[Assignment]
Give a count of the lines below that have the string "resolves" in them, with no other words.

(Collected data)
=== Section Start ===

//! The commit graph and its traversal algorithms.
//!
//! [`CommitGraph`] stores finalized commits keyed by id. Parent links are
//! plain ids resolved through that index, so walks never follow embedded
//! pointers and no ownership cycle can form.
//!
//! # Invariants
//!
//! - Every parent reference resolves to a commit in the graph.
//! - Commit ids are unique; re-inserting a known commit is a no-op.
//! - The graph is acyclic (a commit's id covers its parents' ids).

use std::collections::{BTreeMap, HashSet, VecDeque};

use serde::{Deserialize, Serialize};
use tracing::debug;

use sprig_types::ObjectId;

use crate::commit::Commit;
use crate::error::{DagError, DagResult};

/// How the common ancestor of two commits is chosen.
#[derive(Clone, Copy, Debug, Default, PartialEq, Eq, Serialize, Deserialize)]
#[serde(rename_all = "kebab-case")]
pub enum AncestorStrategy {
    /// Intersect full multi-parent ancestor sets and pick the best common
    /// ancestor: one that is not itself an ancestor of another common
    /// ancestor, latest timestamp first.
    #[default]
    Lineage,
    /// Walk the first-parent chain of one side until it meets the
    /// first-parent ancestry of the other. Ignores second parents.
    FirstParent,
}

/// Index of every known commit.
#[derive(Clone, Debug, Default, PartialEq, Eq, Serialize, Deserialize)]
pub struct CommitGraph {
    commits: BTreeMap<ObjectId, Commit>,
}

impl CommitGraph {
    /// Create an empty graph.
    pub fn new() -> Self {
        Self::default()
    }

    /// Total number of commits.
    pub fn len(&self) -> usize {
        self.commits.len()
    }

    /// Returns `true` if the graph holds no commits.
    pub fn is_empty(&self) -> bool {
        self.commits.is_empty()
    }

    // ---------------------------------------------------------------
    // Mutation
    // ---------------------------------------------------------------

    /// Add a finalized commit.
    ///
    /// Every parent must already be present. Returns `false` if the commit
    /// was already known.
    pub fn insert(&mut self, commit: Commit) -> DagResult<bool> {
        if self.commits.contains_key(&commit.id()) {
            return Ok(false);
        }
        for parent in commit.parents() {
            if !self.commits.contains_key(&parent) {
                return Err(DagError::DanglingParent {
                    commit: commit.id(),
                    parent,
                });
            }
        }

        debug!(commit = %commit.id().short_hex(), merge = commit.is_merge(), "added commit");
        self.commits.insert(commit.id(), commit);
        Ok(true)
    }

    // ---------------------------------------------------------------
    // Lookup
    // ---------------------------------------------------------------

    pub fn get(&self, id: &ObjectId) -> Option<&Commit> {
        self.commits.get(id)
    }

    /// Look up a commit that must exist.
    pub fn require(&self, id: &ObjectId) -> DagResult<&Commit> {
        self.commits.get(id).ok_or(DagError::CommitNotFound(*id))
    }

    pub fn contains(&self, id: &ObjectId) -> bool {
        self.commits.contains_key(id)
    }

    /// All commits, in id order.
    pub fn iter(&self) -> impl Iterator<Item = &Commit> {
        self.commits.values()
    }

    /// Resolve a full or abbreviated hex id.
    pub fn resolve_prefix(&self, prefix: &str) -> DagResult<&Commit> {
        let mut matches = self.commits.values().filter(|c| c.id().matches_prefix(prefix));
        match (matches.next(), matches.next()) {
            (Some(commit), None) => Ok(commit),
            (None, _) => Err(DagError::NoMatch(prefix.to_string())),
            (Some(_), Some(_)) => Err(DagError::AmbiguousPrefix {
                prefix: prefix.to_string(),
                count: 2 + matches.count(),
            }),
        }
    }

    /// Every commit whose message equals `message` exactly, newest first.
    pub fn find_by_message(&self, message: &str) -> Vec<&Commit> {
        let mut found: Vec<&Commit> = self
            .commits
            .values()
            .filter(|c| c.message() == message)
            .collect();
        found.sort_by(|a, b| b.timestamp().cmp(&a.timestamp()).then(a.id().cmp(&b.id())));
        found
    }

    // ---------------------------------------------------------------
    // Ancestry
    // ---------------------------------------------------------------

    /// Walk first-parent links from `tip` back to the root, newest first.
    pub fn log(&self, tip: ObjectId) -> FirstParentIter<'_> {
        FirstParentIter {
            graph: self,
            next: Some(tip),
        }
    }

    /// Every ancestor of `id` through both parents, including `id` itself.
    ///
    /// Empty if `id` is unknown.
    pub fn ancestors(&self, id: &ObjectId) -> HashSet<ObjectId> {
        let mut visited = HashSet::new();
        if !self.commits.contains_key(id) {
            return visited;
        }
        let mut queue = VecDeque::new();
        visited.insert(*id);
        queue.push_back(*id);

        while let Some(current) = queue.pop_front() {
            if let Some(commit) = self.commits.get(&current) {
                for parent in commit.parents() {
                    if visited.insert(parent) {
                        queue.push_back(parent);
                    }
                }
            }
        }

        visited
    }

    /// Returns `true` if `ancestor` is reachable from `descendant` (or equal).
    pub fn is_ancestor(&self, ancestor: &ObjectId, descendant: &ObjectId) -> bool {
        if ancestor == descendant {
            return self.commits.contains_key(ancestor);
        }
        self.ancestors(descendant).contains(ancestor)
    }

    /// Find the common ancestor of `a` and `b` under `strategy`.
    ///
    /// Returns `None` if either commit is unknown or the histories are
    /// unrelated.
    pub fn common_ancestor(
        &self,
        a: &ObjectId,
        b: &ObjectId,
        strategy: AncestorStrategy,
    ) -> Option<&Commit> {
        if !self.commits.contains_key(a) || !self.commits.contains_key(b) {
            return None;
        }
        if a == b {
            return self.commits.get(a);
        }

        let found = match strategy {
            AncestorStrategy::Lineage => self.best_common_ancestor(a, b),
            AncestorStrategy::FirstParent => self.first_parent_meeting(a, b),
        };
        debug!(
            a = %a.short_hex(),
            b = %b.short_hex(),
            ?strategy,
            ancestor = ?found.map(|c| c.id().short_hex()),
            "common ancestor"
        );
        found
    }

    fn best_common_ancestor(&self, a: &ObjectId, b: &ObjectId) -> Option<&Commit> {
        let ancestors_a = self.ancestors(a);
        let ancestors_b = self.ancestors(b);
        let common: HashSet<ObjectId> = ancestors_a.intersection(&ancestors_b).copied().collect();

        // The common set is closed under ancestry, so every proper ancestor
        // of a common commit is a parent of some common commit.
        let dominated: HashSet<ObjectId> = common
            .iter()
            .filter_map(|id| self.commits.get(id))
            .flat_map(|c| c.parents())
            .collect();

        common
            .iter()
            .filter(|id| !dominated.contains(*id))
            .filter_map(|id| self.commits.get(id))
            .max_by(|x, y| {
                x.timestamp()
                    .cmp(&y.timestamp())
                    .then_with(|| x.id().cmp(&y.id()))
            })
    }

    fn first_parent_meeting(&self, a: &ObjectId, b: &ObjectId) -> Option<&Commit> {
        let line_a: HashSet<ObjectId> = self.log(*a).map(|c| c.id()).collect();
        self.log(*b).find(|c| line_a.contains(&c.id()))
    }

    /// Ancestry of `tip` not yet known on the other side, parents first.
    ///
    /// Traversal stops at any commit for which `known` returns `true`; those
    /// commits and their ancestry are left out.
    pub fn missing_ancestry<F>(&self, tip: &ObjectId, known: F) -> DagResult<Vec<&Commit>>
    where
        F: Fn(&ObjectId) -> bool,
    {
        let mut ordered = Vec::new();
        let mut emitted = HashSet::new();
        let mut stack = vec![(*tip, false)];

        while let Some((id, expanded)) = stack.pop() {
            if emitted.contains(&id) || known(&id) {
                continue;
            }
            let commit = self.require(&id)?;
            if expanded {
                emitted.insert(id);
                ordered.push(commit);
                continue;
            }
            stack.push((id, true));
            for parent in commit.parents() {
                if !emitted.contains(&parent) {
                    stack.push((parent, false));
                }
            }
        }

        Ok(ordered)
    }

    // ---------------------------------------------------------------
    // Validation
    // ---------------------------------------------------------------

    /// Validate structural integrity.
    ///
    /// Checks that every commit still hashes to its id and that every parent
    /// reference resolves.
    pub fn validate(&self) -> DagResult<()> {
        for (id, commit) in &self.commits {
            if *id != commit.id() {
                return Err(DagError::IdMismatch {
                    expected: *id,
                    computed: commit.id(),
                });
            }
            commit.verify()?;
            for parent in commit.parents() {
                if !self.commits.contains_key(&parent) {
                    return Err(DagError::DanglingParent {
                        commit: *id,
                        parent,
                    });
                }
            }
        }
        Ok(())
    }
}

/// Iterator over a first-parent chain, newest first.
pub struct FirstParentIter<'a> {
    graph: &'a CommitGraph,
    next: Option<ObjectId>,
}

impl<'a> Iterator for FirstParentIter<'a> {
    type Item = &'a Commit;

    fn next(&mut self) -> Option<Self::Item> {
        let commit = self.graph.get(&self.next?)?;
        self.next = commit.parent();
        Some(commit)
    }
}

=== Section End ===

[Result of the task]
2